Assignment
Could you return every line of the material that contains the word "SafetyPolicyConfig"?

Data listing
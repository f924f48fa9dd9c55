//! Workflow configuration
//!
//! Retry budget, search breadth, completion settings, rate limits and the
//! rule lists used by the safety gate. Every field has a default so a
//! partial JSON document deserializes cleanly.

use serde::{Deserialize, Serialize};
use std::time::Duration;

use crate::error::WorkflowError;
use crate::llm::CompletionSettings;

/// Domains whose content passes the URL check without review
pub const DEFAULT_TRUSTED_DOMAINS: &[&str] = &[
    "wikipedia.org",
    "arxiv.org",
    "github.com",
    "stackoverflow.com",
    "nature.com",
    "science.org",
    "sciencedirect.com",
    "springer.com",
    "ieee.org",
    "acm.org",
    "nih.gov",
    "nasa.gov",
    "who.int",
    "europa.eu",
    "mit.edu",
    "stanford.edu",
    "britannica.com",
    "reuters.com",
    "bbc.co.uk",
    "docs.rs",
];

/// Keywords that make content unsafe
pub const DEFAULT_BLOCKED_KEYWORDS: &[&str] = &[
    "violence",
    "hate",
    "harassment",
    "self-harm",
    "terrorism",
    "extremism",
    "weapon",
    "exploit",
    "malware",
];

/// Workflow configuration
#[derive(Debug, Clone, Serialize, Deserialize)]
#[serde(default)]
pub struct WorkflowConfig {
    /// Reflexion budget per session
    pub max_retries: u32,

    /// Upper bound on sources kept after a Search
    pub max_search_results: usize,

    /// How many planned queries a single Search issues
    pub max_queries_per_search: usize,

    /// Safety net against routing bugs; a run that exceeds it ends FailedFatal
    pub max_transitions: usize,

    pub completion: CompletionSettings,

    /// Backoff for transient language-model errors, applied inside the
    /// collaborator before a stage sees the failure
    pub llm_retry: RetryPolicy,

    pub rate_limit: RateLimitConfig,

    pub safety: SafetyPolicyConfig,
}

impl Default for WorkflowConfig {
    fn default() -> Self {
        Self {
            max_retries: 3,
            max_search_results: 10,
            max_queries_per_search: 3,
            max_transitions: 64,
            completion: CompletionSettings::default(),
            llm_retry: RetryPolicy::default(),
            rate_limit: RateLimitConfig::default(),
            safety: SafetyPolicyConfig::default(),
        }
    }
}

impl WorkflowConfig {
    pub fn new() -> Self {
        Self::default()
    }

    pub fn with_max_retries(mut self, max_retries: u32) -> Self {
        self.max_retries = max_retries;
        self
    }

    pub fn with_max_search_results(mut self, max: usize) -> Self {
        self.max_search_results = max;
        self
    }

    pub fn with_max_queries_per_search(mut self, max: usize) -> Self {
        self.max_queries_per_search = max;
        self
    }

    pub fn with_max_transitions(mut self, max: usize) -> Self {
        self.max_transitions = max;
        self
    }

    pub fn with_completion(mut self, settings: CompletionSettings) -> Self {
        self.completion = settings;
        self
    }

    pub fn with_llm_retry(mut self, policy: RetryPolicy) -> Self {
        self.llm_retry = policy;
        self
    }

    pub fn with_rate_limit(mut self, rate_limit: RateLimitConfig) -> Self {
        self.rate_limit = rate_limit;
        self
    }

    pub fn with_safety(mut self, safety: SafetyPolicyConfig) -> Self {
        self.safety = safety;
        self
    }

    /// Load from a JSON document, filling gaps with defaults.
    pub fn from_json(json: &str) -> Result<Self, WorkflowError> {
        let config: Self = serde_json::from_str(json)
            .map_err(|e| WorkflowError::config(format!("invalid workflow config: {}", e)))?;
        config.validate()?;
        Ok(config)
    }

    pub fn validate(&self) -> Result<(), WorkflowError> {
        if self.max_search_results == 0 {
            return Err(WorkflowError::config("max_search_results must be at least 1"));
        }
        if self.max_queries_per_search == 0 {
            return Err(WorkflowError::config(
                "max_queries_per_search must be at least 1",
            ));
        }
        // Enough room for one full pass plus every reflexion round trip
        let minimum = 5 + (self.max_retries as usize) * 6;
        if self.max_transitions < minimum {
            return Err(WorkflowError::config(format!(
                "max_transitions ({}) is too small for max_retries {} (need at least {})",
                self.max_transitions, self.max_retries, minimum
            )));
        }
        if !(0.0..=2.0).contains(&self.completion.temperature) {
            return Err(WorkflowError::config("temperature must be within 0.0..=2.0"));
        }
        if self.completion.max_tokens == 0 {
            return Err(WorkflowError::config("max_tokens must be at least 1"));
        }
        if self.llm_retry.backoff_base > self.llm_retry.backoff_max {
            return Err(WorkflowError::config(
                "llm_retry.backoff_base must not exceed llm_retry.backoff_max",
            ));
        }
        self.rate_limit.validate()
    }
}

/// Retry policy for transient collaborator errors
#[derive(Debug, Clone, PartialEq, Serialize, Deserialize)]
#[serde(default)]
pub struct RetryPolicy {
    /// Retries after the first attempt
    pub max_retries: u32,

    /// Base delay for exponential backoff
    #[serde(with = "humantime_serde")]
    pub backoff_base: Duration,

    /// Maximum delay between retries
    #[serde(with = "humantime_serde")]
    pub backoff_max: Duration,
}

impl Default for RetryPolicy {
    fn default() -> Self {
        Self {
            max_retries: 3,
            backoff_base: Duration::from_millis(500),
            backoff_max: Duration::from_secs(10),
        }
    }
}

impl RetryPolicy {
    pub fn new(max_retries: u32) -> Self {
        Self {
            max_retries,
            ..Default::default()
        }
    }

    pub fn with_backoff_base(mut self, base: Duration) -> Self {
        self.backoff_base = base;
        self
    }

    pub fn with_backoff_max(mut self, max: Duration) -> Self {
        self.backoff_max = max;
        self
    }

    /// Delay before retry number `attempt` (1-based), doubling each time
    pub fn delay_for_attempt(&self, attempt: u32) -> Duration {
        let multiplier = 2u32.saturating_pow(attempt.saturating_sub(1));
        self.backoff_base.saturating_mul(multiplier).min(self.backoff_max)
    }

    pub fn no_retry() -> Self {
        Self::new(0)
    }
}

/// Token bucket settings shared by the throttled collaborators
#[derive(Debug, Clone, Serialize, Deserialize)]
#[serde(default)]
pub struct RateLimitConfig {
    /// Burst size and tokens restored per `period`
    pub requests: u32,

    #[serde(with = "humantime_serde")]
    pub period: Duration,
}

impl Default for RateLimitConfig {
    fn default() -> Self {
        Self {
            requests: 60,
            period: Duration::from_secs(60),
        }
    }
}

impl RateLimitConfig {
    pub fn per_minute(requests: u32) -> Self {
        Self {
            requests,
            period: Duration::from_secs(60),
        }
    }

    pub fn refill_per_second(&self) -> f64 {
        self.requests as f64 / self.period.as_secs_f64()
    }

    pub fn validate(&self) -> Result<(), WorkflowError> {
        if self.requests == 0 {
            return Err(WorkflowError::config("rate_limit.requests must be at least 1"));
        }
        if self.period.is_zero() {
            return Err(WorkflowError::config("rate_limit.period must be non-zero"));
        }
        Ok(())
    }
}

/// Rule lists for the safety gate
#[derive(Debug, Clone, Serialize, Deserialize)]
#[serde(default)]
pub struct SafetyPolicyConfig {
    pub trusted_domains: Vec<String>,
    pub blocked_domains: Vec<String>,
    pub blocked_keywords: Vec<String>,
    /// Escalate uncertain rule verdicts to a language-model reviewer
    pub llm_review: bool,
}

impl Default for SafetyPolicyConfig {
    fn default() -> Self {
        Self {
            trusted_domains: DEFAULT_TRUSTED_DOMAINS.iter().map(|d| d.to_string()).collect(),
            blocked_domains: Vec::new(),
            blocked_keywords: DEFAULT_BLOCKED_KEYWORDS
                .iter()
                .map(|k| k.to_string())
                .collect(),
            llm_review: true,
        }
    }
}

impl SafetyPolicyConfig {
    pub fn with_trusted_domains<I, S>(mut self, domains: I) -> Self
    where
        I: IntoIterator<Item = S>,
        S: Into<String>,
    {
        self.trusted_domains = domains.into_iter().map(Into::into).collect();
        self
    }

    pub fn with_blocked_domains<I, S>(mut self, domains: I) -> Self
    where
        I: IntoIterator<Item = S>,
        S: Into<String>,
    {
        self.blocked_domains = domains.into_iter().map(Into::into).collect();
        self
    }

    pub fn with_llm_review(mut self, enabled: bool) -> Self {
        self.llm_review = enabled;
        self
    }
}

Answer area
    pub safety: SafetyPolicyConfig,
            safety: SafetyPolicyConfig::default(),
    pub fn with_safety(mut self, safety: SafetyPolicyConfig) -> Self {
pub struct SafetyPolicyConfig {
impl Default for SafetyPolicyConfig {
impl SafetyPolicyConfig {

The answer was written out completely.